For the day-to-day costs, the Greater New Bedford Community Health Center won an additional federal grant, known as HRSA, that will renew every year in which the center demonstrates it is meeting its stated goals.
“I think we have all the pieces in place,” said Bartlett. “It’s a really exciting opportunity for us and for the kids in New Bedford.”
“I’m thrilled,” said Weiner about sitting before the School Committee, potentially seeing the idea that started with his phone call to a friend in 2017. “It’s been five years. We talked about different iterations of how this could go and what it would look like. So being at the School Committee meeting and having members ask about these ideas … I thought the reception of it went really well.”
“This initiative is like a living thing,” said Vasques. He thinks about all the people now involved, from grant-writing, to design, to operations. “It requires a lot of work to sustain and foster its growth.” He added that there’s so much possibility for what the center could provide, from mental health to vaccinations. “We’re just beginning to understand what the start looks like, and I’m excited to see it grow.”
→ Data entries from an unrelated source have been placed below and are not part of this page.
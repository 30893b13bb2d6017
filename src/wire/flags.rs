// Filter Flags: the self-delimiting per-filter records embedded in
// container headers.
//
// Layout per record: varint id, varint options size, then exactly that many
// filter-specific payload bytes. Encoding is canonical (one valid byte
// sequence per record); decoding tolerates padded varints but cross-checks
// every declared size against the registry and the remaining input before
// any payload byte reaches a property decoder.

use log::debug;

use crate::error::{Error, Result};
use crate::filter::delta::DeltaOptions;
use crate::filter::lzma::LzmaOptions;
use crate::filter::{FilterEntry, FilterId, FilterOptions};
use crate::wire::varint;

/// Upper bound on any declared options size. Nothing in the registry comes
/// close; a larger declaration is corruption, and it is rejected before the
/// size is used for slicing or allocation.
pub const MAX_OPTIONS_SIZE: u64 = 1024;

// ---------------------------------------------------------------------------
// Registry hooks
// ---------------------------------------------------------------------------

/// Property decoder for one filter: turns a payload slice of exactly the
/// declared size into options. Selected once per record, before the payload
/// is touched.
type PropsDecoder = fn(&[u8]) -> Result<Option<FilterOptions>>;

fn props_decoder(id: FilterId) -> Option<PropsDecoder> {
    match id {
        FilterId::COPY => Some(|props| {
            if props.is_empty() {
                Ok(None)
            } else {
                Err(Error::HeaderCorruption(format!(
                    "copy filter carries no options, got {} bytes",
                    props.len()
                )))
            }
        }),
        FilterId::DELTA => {
            Some(|props| DeltaOptions::decode_props(props).map(|o| Some(FilterOptions::Delta(o))))
        }
        FilterId::LZMA => {
            Some(|props| LzmaOptions::decode_props(props).map(|o| Some(FilterOptions::Lzma(o))))
        }
        _ => None,
    }
}

/// Size of `entry`'s options payload, with the options fully validated.
fn props_size(entry: &FilterEntry) -> Result<usize> {
    match entry.id {
        FilterId::COPY => {
            if entry.options.is_some() {
                return Err(Error::Options("copy filter takes no options".into()));
            }
            Ok(0)
        }
        FilterId::DELTA => {
            entry.delta_options()?.validate()?;
            Ok(DeltaOptions::PROPS_SIZE)
        }
        FilterId::LZMA => {
            entry.lzma_options()?.validate()?;
            Ok(LzmaOptions::PROPS_SIZE)
        }
        _ => Err(Error::UnsupportedFilter(entry.id)),
    }
}

// ---------------------------------------------------------------------------
// Encoding
// ---------------------------------------------------------------------------

/// Exact encoded size of the record for `entry`.
///
/// This is the same computation [`encode`] performs, exposed so callers can
/// size a destination buffer before writing.
pub fn encoded_size(entry: &FilterEntry) -> Result<usize> {
    let props = props_size(entry)?;
    Ok(varint::len(entry.id.0) + varint::len(props as u64) + props)
}

/// Encode one record at `out[*out_pos..]`, advancing the cursor.
///
/// Fails on an unsupported id, on options that do not validate, or when the
/// space left is smaller than [`encoded_size`]. The byte count actually
/// written is checked against the prediction; disagreement is an internal
/// error, not a data error.
pub fn encode(entry: &FilterEntry, out: &mut [u8], out_pos: &mut usize) -> Result<()> {
    let props = props_size(entry)?;
    let total = varint::len(entry.id.0) + varint::len(props as u64) + props;

    let available = out.len() - *out_pos;
    if available < total {
        return Err(Error::BufferTooSmall {
            needed: total,
            available,
        });
    }

    let start = *out_pos;
    varint::write(entry.id.0, out, out_pos)?;
    varint::write(props as u64, out, out_pos)?;

    match entry.id {
        FilterId::COPY => {}
        FilterId::DELTA => {
            let payload = entry.delta_options()?.encode_props()?;
            out[*out_pos..*out_pos + payload.len()].copy_from_slice(&payload);
            *out_pos += payload.len();
        }
        FilterId::LZMA => {
            let payload = entry.lzma_options()?.encode_props()?;
            out[*out_pos..*out_pos + payload.len()].copy_from_slice(&payload);
            *out_pos += payload.len();
        }
        _ => return Err(Error::UnsupportedFilter(entry.id)),
    }

    if *out_pos - start != total {
        return Err(Error::Internal(
            "encoded filter flags size disagrees with prediction",
        ));
    }
    Ok(())
}

/// Encode one record into a fresh buffer.
pub fn encode_to_vec(entry: &FilterEntry) -> Result<Vec<u8>> {
    let mut out = vec![0u8; encoded_size(entry)?];
    let mut out_pos = 0;
    encode(entry, &mut out, &mut out_pos)?;
    Ok(out)
}

// ---------------------------------------------------------------------------
// Decoding
// ---------------------------------------------------------------------------

/// Decode one record at `input[*in_pos..]`, advancing the cursor past
/// exactly the bytes consumed.
///
/// The id is checked against the registry before the size field is read, so
/// an unsupported id fails having consumed the id varint and nothing more.
/// The declared options size is bounds-checked against the per-record limit
/// and the remaining input before the payload is sliced; the property
/// decoder then sees exactly the declared bytes and rejects any length it
/// did not expect, which catches declarations that disagree with the actual
/// payload.
pub fn decode(input: &[u8], in_pos: &mut usize) -> Result<FilterEntry> {
    let id = FilterId(varint::read(input, in_pos)?);

    let decode_props = props_decoder(id).ok_or(Error::UnsupportedFilter(id))?;

    let declared = varint::read(input, in_pos)?;
    if declared > MAX_OPTIONS_SIZE {
        return Err(Error::HeaderCorruption(format!(
            "declared options size {declared} exceeds limit {MAX_OPTIONS_SIZE}"
        )));
    }
    let declared = declared as usize;
    let remaining = input.len() - *in_pos;
    if declared > remaining {
        return Err(Error::HeaderCorruption(format!(
            "declared options size {declared} exceeds remaining input {remaining}"
        )));
    }

    let options = decode_props(&input[*in_pos..*in_pos + declared])?;
    *in_pos += declared;

    debug!("decoded filter flags: id {id}, {declared} option bytes");
    Ok(FilterEntry { id, options })
}

// ---------------------------------------------------------------------------
// Tests
// ---------------------------------------------------------------------------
LeBlanc knows the students whom the new center will affect. “Access is everything. This provides more access for the student body, which they deserve.” If there’s one thing he wants people to know about a School-Based Health Center, it’s that “other communities have this, and have had it for a while. There’s opportunity out there to get our basic needs met, and it’s about time it happens.”
The School Committee meets at 6 p.m., Monday, at Keith Middle School, although the School-Based Health Center proposal is not expected to be voted on until next month.
Email Colin Hogan at chogan@newbedfordlight.org.
Editor’s note: This story was updated on Aug. 15, 2022, to reflect a change in the School Committee’s agenda. The School-Based Health Center proposal is expected to be considered next month.